# Recorded data:
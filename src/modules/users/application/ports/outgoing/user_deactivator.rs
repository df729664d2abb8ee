use async_trait::async_trait;
use thiserror::Error;

#[derive(Debug, Error)]
pub enum UserDeactivatorError {
    #[error("Database error: {0}")]
    DatabaseError(String),
}

#[async_trait]
pub trait UserDeactivator {
    /// Marks the user and every influencer and brand profile attached to it
    /// as deleted. Rows are kept; only their status changes.
    async fn deactivate_user(&self, user_id: i32) -> Result<(), UserDeactivatorError>;
}
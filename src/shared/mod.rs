pub mod db;
pub mod telemetry;
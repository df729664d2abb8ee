use sea_orm_migration::prelude::*;

#[derive(DeriveMigrationName)]
pub struct Migration;

#[async_trait::async_trait]
impl MigrationTrait for Migration {
    async fn up(&self, manager: &SchemaManager) -> Result<(), DbErr> {
        // Skeleton table: users carry an organization_id FK, the rest of the
        // organization schema is owned by another service.
        manager
            .create_table(
                Table::create()
                    .table(Organizations::Table)
                    .if_not_exists()
                    .col(
                        ColumnDef::new(Organizations::Id)
                            .integer()
                            .not_null()
                            .auto_increment()
                            .primary_key(),
                    )
                    .col(ColumnDef::new(Organizations::Name).string_len(255))
                    .col(
                        ColumnDef::new(Organizations::CreatedAt)
                            .timestamp_with_time_zone()
                            .not_null()
                            .default(Expr::current_timestamp()),
                    )
                    .col(
                        ColumnDef::new(Organizations::UpdatedAt)
                            .timestamp_with_time_zone()
                            .not_null()
                            .default(Expr::current_timestamp()),
                    )
                    .to_owned(),
            )
            .await?;

        // ============================================
        // TRIGGER FUNCTION FOR updated_at
        // ============================================
        // Defined once here; every later table installs its own trigger
        // pointing at this function.

        manager
            .get_connection()
            .execute_unprepared(
                r#"
                CREATE OR REPLACE FUNCTION update_updated_at_column()
                RETURNS TRIGGER AS $$
                BEGIN
                    NEW.updated_at = CURRENT_TIMESTAMP;
                    RETURN NEW;
                END;
                $$ language 'plpgsql';
                "#,
            )
            .await?;

        manager
            .get_connection()
            .execute_unprepared(
                r#"
                CREATE TRIGGER update_organizations_updated_at
                BEFORE UPDATE ON organizations
                FOR EACH ROW
                EXECUTE FUNCTION update_updated_at_column();
                "#,
            )
            .await?;

        Ok(())
    }

    async fn down(&self, manager: &SchemaManager) -> Result<(), DbErr> {
        manager
            .get_connection()
            .execute_unprepared(
                "DROP TRIGGER IF EXISTS update_organizations_updated_at ON organizations",
            )
            .await?;

        manager
            .get_connection()
            .execute_unprepared("DROP FUNCTION IF EXISTS update_updated_at_column")
            .await?;

        manager
            .drop_table(Table::drop().table(Organizations::Table).to_owned())
            .await
    }
}

#[derive(DeriveIden)]
enum Organizations {
    Table,
    Id,
    Name,
    CreatedAt,
    UpdatedAt,
}
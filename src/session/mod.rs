//! Owns the engine input, both editors and the last good layout.
//!
//! Every input change goes through one [`Session::recompute`]. Gestures that
//! touch several fields run inside [`Session::batch`] so they collapse into a
//! single computation.

use serde::{Deserialize, Serialize};

use crate::editor::{CropAspect, CropHandle, CropSelector, CursorHint, MatBorderEditor};
use crate::engine::{
    apply_linkage, compute, Appearance, Borders, Edge, EngineError, EngineInput, FrameProfile,
    Layout, MatConstraint, Mounting, WorkflowMode,
};
use crate::geometry::{PhysicalSize, ScreenPoint, ScreenSize};
use crate::preset::Preset;
use crate::source::SourceImage;
use crate::units::Unit;

/// Border width restored on every side when the mat is switched back on.
pub const RESTORED_MAT_BORDER: f64 = 0.5;

/// Which art dimension the user typed; the other follows the image aspect.
#[derive(Debug, Clone, Copy, PartialEq, Eq, Default, Serialize, Deserialize)]
#[serde(rename_all = "snake_case")]
pub enum ArtDriver {
    #[default]
    Width,
    Height,
}

#[derive(Debug, Clone, PartialEq)]
pub enum Recompute {
    /// Inside a batch; the computation runs when the batch ends.
    Deferred,
    Updated,
    /// The previous layout, if any, is still current.
    Failed(EngineError),
}

impl Recompute {
    pub fn is_updated(&self) -> bool {
        matches!(self, Self::Updated)
    }
}

#[derive(Debug)]
pub struct Session {
    input: EngineInput,
    art_driver: ArtDriver,
    crop: CropSelector,
    mat: MatBorderEditor,
    layout: Option<Layout>,
    last_error: Option<EngineError>,
    suppress_depth: u32,
    pending: bool,
}

impl Session {
    pub fn new(input: EngineInput) -> Self {
        let mut crop = CropSelector::new();
        if let Some(image) = input.image {
            crop.set_image(image);
        }
        let mut session = Self {
            input,
            art_driver: ArtDriver::Width,
            crop,
            mat: MatBorderEditor::new(),
            layout: None,
            last_error: None,
            suppress_depth: 0,
            pending: false,
        };
        session.recompute();
        session
    }

    pub fn input(&self) -> &EngineInput {
        &self.input
    }

    /// Last successfully computed layout.
    pub fn layout(&self) -> Option<&Layout> {
        self.layout.as_ref()
    }

    /// Failure of the most recent recompute, cleared by the next success.
    pub fn last_error(&self) -> Option<&EngineError> {
        self.last_error.as_ref()
    }

    pub fn art_driver(&self) -> ArtDriver {
        self.art_driver
    }

    pub fn crop_selector(&self) -> &CropSelector {
        &self.crop
    }

    pub fn crop_selector_mut(&mut self) -> &mut CropSelector {
        &mut self.crop
    }

    pub fn mat_editor(&self) -> &MatBorderEditor {
        &self.mat
    }

    pub fn mat_editor_mut(&mut self) -> &mut MatBorderEditor {
        &mut self.mat
    }

    pub fn recompute(&mut self) -> Recompute {
        if self.suppress_depth > 0 {
            self.pending = true;
            tracing::debug!(depth = self.suppress_depth, "recompute deferred");
            return Recompute::Deferred;
        }
        self.pending = false;
        self.input.crop = self.crop.rect();
        match compute(&self.input) {
            Ok(layout) => {
                self.mat.update_layout(&layout);
                self.layout = Some(layout);
                self.last_error = None;
                Recompute::Updated
            }
            Err(err) => {
                tracing::warn!(error = %err, "recompute failed; keeping previous layout");
                self.last_error = Some(err.clone());
                Recompute::Failed(err)
            }
        }
    }

    /// Runs `apply` with recomputes suppressed, then recomputes once.
    pub fn batch<F>(&mut self, apply: F) -> Recompute
    where
        F: FnOnce(&mut Self),
    {
        self.suppress_depth += 1;
        apply(self);
        self.suppress_depth -= 1;
        if self.suppress_depth > 0 {
            self.pending = true;
            return Recompute::Deferred;
        }
        self.recompute()
    }

    /// Edits the input directly and recomputes.
    pub fn update<F>(&mut self, edit: F) -> Recompute
    where
        F: FnOnce(&mut EngineInput),
    {
        edit(&mut self.input);
        self.recompute()
    }

    pub fn set_mode(&mut self, mode: WorkflowMode) -> Recompute {
        self.update(|input| input.mode = mode)
    }

    /// Switches the display unit; stored values stay in inches.
    pub fn set_unit(&mut self, unit: Unit) -> Recompute {
        self.update(|input| input.unit = unit)
    }

    pub fn set_aperture(&mut self, aperture: PhysicalSize) -> Recompute {
        self.update(|input| input.aperture = aperture)
    }

    /// Aperture typed in the active display unit.
    pub fn set_aperture_display(&mut self, width: f64, height: f64) -> Recompute {
        let unit = self.input.unit;
        self.set_aperture(PhysicalSize::new(
            unit.to_reference(width),
            unit.to_reference(height),
        ))
    }

    pub fn swap_aperture(&mut self) -> Recompute {
        self.update(|input| input.aperture = input.aperture.swapped())
    }

    pub fn set_mat_rules(&mut self, rules: MatConstraint) -> Recompute {
        self.update(|input| input.mat_rules = rules)
    }

    pub fn set_profile(&mut self, profile: FrameProfile) -> Recompute {
        self.update(|input| input.profile = profile)
    }

    pub fn set_mounting(&mut self, mounting: Mounting) -> Recompute {
        self.update(|input| input.mounting = mounting)
    }

    pub fn set_appearance(&mut self, appearance: Appearance) -> Recompute {
        self.update(|input| input.appearance = appearance)
    }

    pub fn set_art_driver(&mut self, driver: ArtDriver) -> Recompute {
        self.art_driver = driver;
        self.derive_art_from_driver();
        self.recompute()
    }

    pub fn set_art_width(&mut self, width: f64) -> Recompute {
        self.art_driver = ArtDriver::Width;
        self.input.art.width = width;
        self.derive_art_from_driver();
        self.recompute()
    }

    pub fn set_art_height(&mut self, height: f64) -> Recompute {
        self.art_driver = ArtDriver::Height;
        self.input.art.height = height;
        self.derive_art_from_driver();
        self.recompute()
    }

    /// Recomputes the non-driving art dimension from the cropped image aspect.
    fn derive_art_from_driver(&mut self) {
        let Some(aspect) = self.input.cropped_aspect() else {
            return;
        };
        let art = &mut self.input.art;
        match self.art_driver {
            ArtDriver::Width if art.width > 0.0 => art.height = art.width / aspect,
            ArtDriver::Height if art.height > 0.0 => art.width = art.height * aspect,
            _ => {}
        }
    }

    /// Sets one border, copying it to all four while "link all" is on.
    pub fn set_border(&mut self, edge: Edge, value: f64) -> Recompute {
        let borders = apply_linkage(
            self.input.borders.with(edge, value),
            edge,
            self.input.link_all,
        );
        self.update(|input| input.borders = borders)
    }

    pub fn set_borders(&mut self, borders: Borders) -> Recompute {
        self.update(|input| input.borders = borders)
    }

    /// Turning linkage on makes the top border the master.
    pub fn set_link_all(&mut self, link_all: bool) -> Recompute {
        self.update(|input| {
            input.link_all = link_all;
            input.borders = apply_linkage(input.borders, Edge::Top, link_all);
        })
    }

    pub fn set_no_mat(&mut self, no_mat: bool) -> Recompute {
        self.batch(|session| {
            session.input.no_mat = no_mat;
            let width = if no_mat { 0.0 } else { RESTORED_MAT_BORDER };
            session.set_borders(Borders::uniform(width));
        })
    }

    /// Loads or clears the source image; the crop resets to its default.
    pub fn set_image(&mut self, image: Option<SourceImage>) -> Recompute {
        match image {
            Some(image) => self.crop.set_image(image),
            None => self.crop.clear_image(),
        }
        self.input.image = image;
        self.input.crop = self.crop.rect();
        self.derive_art_from_driver();
        self.recompute()
    }

    /// Applies a preset's opening and rabbet in one recompute.
    pub fn apply_preset(&mut self, preset: &Preset) -> Recompute {
        let preset = *preset;
        self.batch(|session| {
            session.set_aperture(preset.aperture());
            let profile = FrameProfile {
                rabbet_width: preset.rabbet_width,
                ..session.input.profile
            };
            session.set_profile(profile);
        })
    }

    /// Captures the current opening and rabbet as a preset.
    pub fn current_preset(&self) -> Preset {
        Preset::new(self.input.aperture, self.input.profile.rabbet_width)
    }

    pub fn set_crop_viewport(&mut self, viewport: ScreenSize) {
        self.crop.set_viewport(viewport);
    }

    pub fn set_mat_viewport(&mut self, viewport: ScreenSize) {
        self.mat.set_viewport(viewport);
    }

    /// Returns `None` when the selection already satisfied the new aspect.
    pub fn set_crop_aspect(&mut self, aspect: CropAspect) -> Option<Recompute> {
        let rect = self.crop.set_aspect(aspect)?;
        tracing::debug!(aspect = %aspect.label(), ?rect, "crop aspect applied");
        Some(self.on_crop_changed())
    }

    pub fn crop_pointer_press(&mut self, point: ScreenPoint) -> Option<CropHandle> {
        self.crop.pointer_press(point)
    }

    /// Forwards a pointer move; a changed crop triggers a recompute.
    pub fn crop_pointer_move(&mut self, point: ScreenPoint) -> Option<Recompute> {
        self.crop.pointer_move(point)?;
        Some(self.on_crop_changed())
    }

    pub fn crop_pointer_release(&mut self) -> bool {
        self.crop.pointer_release()
    }

    pub fn crop_cursor(&self, point: ScreenPoint) -> CursorHint {
        self.crop.cursor_at(point)
    }

    pub fn mat_pointer_press(&mut self, point: ScreenPoint) -> Option<Edge> {
        self.mat.pointer_press(point)
    }

    /// Forwards a pointer move; proposed borders trigger a recompute.
    pub fn mat_pointer_move(&mut self, point: ScreenPoint) -> Option<Recompute> {
        let borders = self.mat.pointer_move(point)?;
        Some(self.on_borders_changed(borders))
    }

    pub fn mat_pointer_release(&mut self) -> bool {
        self.mat.pointer_release()
    }

    pub fn mat_cursor(&self) -> CursorHint {
        self.mat.cursor()
    }

    fn on_crop_changed(&mut self) -> Recompute {
        self.input.crop = self.crop.rect();
        self.recompute()
    }

    fn on_borders_changed(&mut self, borders: Borders) -> Recompute {
        self.set_borders(borders)
    }
}

impl Default for Session {
    fn default() -> Self {
        Self::new(EngineInput::default())
    }
}
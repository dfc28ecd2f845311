use std::fmt;

#[derive(Debug, Clone, Copy, PartialEq, Eq, Hash, PartialOrd, Ord)]
pub struct SubscriptionId(u64);

type Callback<T> = Box<dyn FnMut(&T)>;

/// Synchronous observers; every `emit` reaches every subscriber before returning.
pub struct Listeners<T> {
    next_id: u64,
    entries: Vec<(SubscriptionId, Callback<T>)>,
}

impl<T> Default for Listeners<T> {
    fn default() -> Self {
        Self {
            next_id: 0,
            entries: Vec::new(),
        }
    }
}

impl<T> fmt::Debug for Listeners<T> {
    fn fmt(&self, f: &mut fmt::Formatter<'_>) -> fmt::Result {
        f.debug_struct("Listeners")
            .field("count", &self.entries.len())
            .finish()
    }
}

impl<T> Listeners<T> {
    pub fn subscribe<F>(&mut self, callback: F) -> SubscriptionId
    where
        F: FnMut(&T) + 'static,
    {
        let id = SubscriptionId(self.next_id);
        self.next_id += 1;
        self.entries.push((id, Box::new(callback)));
        id
    }

    pub fn unsubscribe(&mut self, id: SubscriptionId) -> bool {
        let before = self.entries.len();
        self.entries.retain(|(entry_id, _)| *entry_id != id);
        self.entries.len() != before
    }

    pub fn emit(&mut self, value: &T) {
        for (_, callback) in &mut self.entries {
            callback(value);
        }
    }

    pub fn len(&self) -> usize {
        self.entries.len()
    }

    pub fn is_empty(&self) -> bool {
        self.entries.is_empty()
    }
}
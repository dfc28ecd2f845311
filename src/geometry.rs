//! Shared geometric and color primitives used across engine, editor and render modules.

use serde::{Deserialize, Serialize};

/// Width × height in the reference physical unit.
#[derive(Debug, Clone, Copy, PartialEq, Default, Serialize, Deserialize)]
pub struct PhysicalSize {
    pub width: f64,
    pub height: f64,
}

impl PhysicalSize {
    pub const fn new(width: f64, height: f64) -> Self {
        Self { width, height }
    }

    pub fn grow(self, dx: f64, dy: f64) -> Self {
        Self::new(self.width + dx, self.height + dy)
    }

    pub fn uniform_grow(self, amount: f64) -> Self {
        self.grow(amount, amount)
    }

    pub fn swapped(self) -> Self {
        Self::new(self.height, self.width)
    }
}

/// A pointer position in widget pixels.
#[derive(Debug, Clone, Copy, PartialEq, Default)]
pub struct ScreenPoint {
    pub x: f64,
    pub y: f64,
}

impl ScreenPoint {
    pub const fn new(x: f64, y: f64) -> Self {
        Self { x, y }
    }

    pub fn manhattan_distance(self, other: ScreenPoint) -> f64 {
        (self.x - other.x).abs() + (self.y - other.y).abs()
    }
}

#[derive(Debug, Clone, Copy, PartialEq, Default)]
pub struct ScreenSize {
    pub width: f64,
    pub height: f64,
}

impl ScreenSize {
    pub const fn new(width: f64, height: f64) -> Self {
        Self { width, height }
    }

    /// Shrinks both axes by `padding`, never going below zero.
    pub fn inset(self, padding: f64) -> Self {
        Self::new(
            (self.width - padding).max(0.0),
            (self.height - padding).max(0.0),
        )
    }
}

#[derive(Debug, Clone, Copy, PartialEq, Default)]
pub struct ScreenRect {
    pub x: f64,
    pub y: f64,
    pub width: f64,
    pub height: f64,
}

impl ScreenRect {
    pub const fn new(x: f64, y: f64, width: f64, height: f64) -> Self {
        Self {
            x,
            y,
            width,
            height,
        }
    }

    /// Builds a `width` × `height` rectangle whose center sits on `center`.
    pub fn centered_on(center: ScreenPoint, width: f64, height: f64) -> Self {
        Self::new(
            center.x - width / 2.0,
            center.y - height / 2.0,
            width,
            height,
        )
    }

    pub fn left(&self) -> f64 {
        self.x
    }

    pub fn top(&self) -> f64 {
        self.y
    }

    pub fn right(&self) -> f64 {
        self.x + self.width
    }

    pub fn bottom(&self) -> f64 {
        self.y + self.height
    }

    pub fn center(&self) -> ScreenPoint {
        ScreenPoint::new(self.x + self.width / 2.0, self.y + self.height / 2.0)
    }

    pub fn top_left(&self) -> ScreenPoint {
        ScreenPoint::new(self.left(), self.top())
    }

    pub fn top_right(&self) -> ScreenPoint {
        ScreenPoint::new(self.right(), self.top())
    }

    pub fn bottom_left(&self) -> ScreenPoint {
        ScreenPoint::new(self.left(), self.bottom())
    }

    pub fn bottom_right(&self) -> ScreenPoint {
        ScreenPoint::new(self.right(), self.bottom())
    }

    /// Inclusive containment test.
    pub fn contains(&self, point: ScreenPoint) -> bool {
        point.x >= self.left()
            && point.x <= self.right()
            && point.y >= self.top()
            && point.y <= self.bottom()
    }

    /// Shrinks every side by `amount`; collapses to zero size rather than inverting.
    pub fn inset(&self, amount: f64) -> Self {
        Self::new(
            self.x + amount,
            self.y + amount,
            (self.width - 2.0 * amount).max(0.0),
            (self.height - 2.0 * amount).max(0.0),
        )
    }
}

/// 8-bit sRGB color, serialized as `#RRGGBB`.
#[derive(Debug, Clone, Copy, PartialEq, Eq, Hash)]
pub struct Rgb {
    pub r: u8,
    pub g: u8,
    pub b: u8,
}

impl Rgb {
    pub const fn new(r: u8, g: u8, b: u8) -> Self {
        Self { r, g, b }
    }

    pub const fn rgb(self) -> (u8, u8, u8) {
        (self.r, self.g, self.b)
    }

    pub fn to_hex(self) -> String {
        format!("#{:02X}{:02X}{:02X}", self.r, self.g, self.b)
    }

    pub fn from_hex(value: &str) -> Option<Self> {
        let digits = value.trim().strip_prefix('#').unwrap_or(value.trim());
        if digits.len() != 6 || !digits.is_ascii() {
            return None;
        }
        let channel = |range: std::ops::Range<usize>| u8::from_str_radix(&digits[range], 16).ok();
        Some(Self::new(channel(0..2)?, channel(2..4)?, channel(4..6)?))
    }
}

impl Serialize for Rgb {
    fn serialize<S: serde::Serializer>(&self, serializer: S) -> Result<S::Ok, S::Error> {
        serializer.serialize_str(&self.to_hex())
    }
}

impl<'de> Deserialize<'de> for Rgb {
    fn deserialize<D: serde::Deserializer<'de>>(deserializer: D) -> Result<Self, D::Error> {
        let raw = String::deserialize(deserializer)?;
        Self::from_hex(&raw)
            .ok_or_else(|| serde::de::Error::custom(format!("invalid hex color: {raw}")))
    }
}
use std::path::{Path, PathBuf};

use serde::{Deserialize, Serialize};
use thiserror::Error;

use crate::engine::{
    Appearance, Borders, EngineInput, FrameProfile, MatConstraint, Mounting, WorkflowMode,
};
use crate::geometry::{PhysicalSize, Rgb};
use crate::normalized::NormalizedRect;
use crate::units::Unit;

#[derive(Debug, Clone, Copy, PartialEq, Eq, Error)]
pub enum ConfigPathError {
    #[error("neither XDG_CONFIG_HOME nor HOME is set")]
    MissingHomeDirectory,
}

pub type ConfigResult<T> = std::result::Result<T, ConfigError>;

#[derive(Debug, Error)]
pub enum ConfigError {
    #[error(transparent)]
    Path(#[from] ConfigPathError),
    #[error("failed to read config file {path}")]
    Read {
        path: PathBuf,
        #[source]
        source: std::io::Error,
    },
    #[error("failed to parse config file {path}")]
    Parse {
        path: PathBuf,
        #[source]
        source: serde_json::Error,
    },
}

const APP_DIR: &str = "frametamer";
const APP_CONFIG_FILE: &str = "config.json";

/// Startup defaults from `config.json`. Lengths are inches whatever `unit` says;
/// `unit` only picks the display unit.
#[derive(Debug, Clone, PartialEq, Serialize, Deserialize)]
#[serde(default)]
pub struct AppConfig {
    pub unit: Unit,
    pub mode: WorkflowMode,
    pub aperture_width: f64,
    pub aperture_height: f64,
    pub face_width: f64,
    pub rabbet_width: f64,
    pub print_border: f64,
    pub mat_rules: MatConstraint,
    pub art_width: f64,
    pub art_height: f64,
    pub borders: Borders,
    pub link_all: bool,
    pub no_mat: bool,
    pub mat_color: Rgb,
    pub frame_color: Rgb,
}

impl Default for AppConfig {
    fn default() -> Self {
        let appearance = Appearance::default();
        let profile = FrameProfile::default();
        Self {
            unit: Unit::Inches,
            mode: WorkflowMode::FixedFrame,
            aperture_width: 16.0,
            aperture_height: 20.0,
            face_width: profile.face_width,
            rabbet_width: profile.rabbet_width,
            print_border: Mounting::default().print_border,
            mat_rules: MatConstraint::default(),
            art_width: 10.0,
            art_height: 8.0,
            borders: Borders::uniform(2.0),
            link_all: true,
            no_mat: false,
            mat_color: appearance.mat_color,
            frame_color: appearance.frame_color,
        }
    }
}

impl AppConfig {
    /// Initial engine input with no image loaded.
    pub fn engine_input(&self) -> EngineInput {
        EngineInput {
            mode: self.mode,
            aperture: PhysicalSize::new(self.aperture_width, self.aperture_height),
            art: PhysicalSize::new(self.art_width, self.art_height),
            mat_rules: self.mat_rules,
            borders: self.borders,
            no_mat: self.no_mat,
            link_all: self.link_all,
            profile: FrameProfile::new(self.face_width, self.rabbet_width),
            mounting: Mounting {
                print_border: self.print_border,
            },
            unit: self.unit,
            image: None,
            crop: NormalizedRect::FULL,
            appearance: Appearance {
                mat_color: self.mat_color,
                frame_color: self.frame_color,
                frame_texture: None,
            },
        }
    }
}

pub fn load_app_config() -> AppConfig {
    let (xdg_config_home, home) = config_env_dirs();
    load_app_config_with(xdg_config_home.as_deref(), home.as_deref())
}

fn load_app_config_with(xdg_config_home: Option<&Path>, home: Option<&Path>) -> AppConfig {
    let path = match app_config_path(APP_DIR, APP_CONFIG_FILE, xdg_config_home, home) {
        Ok(p) => p,
        Err(err) => {
            tracing::debug!(%err, "no config directory; using defaults");
            return AppConfig::default();
        }
    };
    if !path.exists() {
        return AppConfig::default();
    }
    read_app_config(&path).unwrap_or_else(|err| {
        tracing::warn!(%err, ?path, "failed to load config.json; using defaults");
        AppConfig::default()
    })
}

/// Reads one config file, reporting read and parse failures.
pub fn read_app_config(path: &Path) -> ConfigResult<AppConfig> {
    let contents = std::fs::read_to_string(path).map_err(|source| ConfigError::Read {
        path: path.to_path_buf(),
        source,
    })?;
    serde_json::from_str(&contents).map_err(|source| ConfigError::Parse {
        path: path.to_path_buf(),
        source,
    })
}

pub fn config_env_dirs() -> (Option<PathBuf>, Option<PathBuf>) {
    (
        std::env::var_os("XDG_CONFIG_HOME").map(PathBuf::from),
        std::env::var_os("HOME").map(PathBuf::from),
    )
}

pub fn app_config_path(
    app_dir: &str,
    file_name: &str,
    xdg_config_home: Option<&Path>,
    home: Option<&Path>,
) -> Result<PathBuf, ConfigPathError> {
    let mut path = config_root(xdg_config_home, home)?;
    path.push(app_dir);
    path.push(file_name);
    Ok(path)
}

fn config_root(
    xdg_config_home: Option<&Path>,
    home: Option<&Path>,
) -> Result<PathBuf, ConfigPathError> {
    if let Some(xdg) = xdg_config_home.filter(|path| !path.as_os_str().is_empty()) {
        return Ok(xdg.to_path_buf());
    }

    let home = home.ok_or(ConfigPathError::MissingHomeDirectory)?;
    Ok(home.join(".config"))
}
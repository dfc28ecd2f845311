fn main() -> anyhow::Result<()> {
    frametamer::run()?;
    Ok(())
}
//! Pointer-driven editors layered over the computed layout.

pub mod crop;
pub mod listeners;
pub mod mat;

pub use crop::{Corner, CropAspect, CropHandle, CropSelector};
pub use listeners::{Listeners, SubscriptionId};
pub use mat::MatBorderEditor;

/// Cursor an editor wants under the pointer, independent of any toolkit.
#[derive(Debug, Clone, Copy, PartialEq, Eq, Default)]
pub enum CursorHint {
    #[default]
    Default,
    Move,
    /// Top-left to bottom-right diagonal.
    NwseResize,
    /// Top-right to bottom-left diagonal.
    NeswResize,
    NsResize,
    EwResize,
}

impl CursorHint {
    /// CSS cursor name, `None` for the platform default.
    pub const fn css_name(self) -> Option<&'static str> {
        match self {
            Self::Default => None,
            Self::Move => Some("move"),
            Self::NwseResize => Some("nwse-resize"),
            Self::NeswResize => Some("nesw-resize"),
            Self::NsResize => Some("ns-resize"),
            Self::EwResize => Some("ew-resize"),
        }
    }
}

#[cfg(test)]
mod tests {
    use super::*;

    #[test]
    fn css_name_leaves_default_to_platform() {
        assert_eq!(CursorHint::Default.css_name(), None);
        assert_eq!(CursorHint::NwseResize.css_name(), Some("nwse-resize"));
        assert_eq!(CursorHint::EwResize.css_name(), Some("ew-resize"));
    }
}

# Work instruction:
Starting with the first line above and ending with the line that holds "pub trait UserDeactivator", restate each line word for word and add nothing else.

# Solved problem:
filename src/modules/users/application/ports/outgoing/user_deactivator.rs
repository df729664d2abb8ee
use async_trait::async_trait;
use thiserror::Error;

#[derive(Debug, Error)]
pub enum UserDeactivatorError {
    #[error("Database error: {0}")]
    DatabaseError(String),
}

#[async_trait]
pub trait UserDeactivator {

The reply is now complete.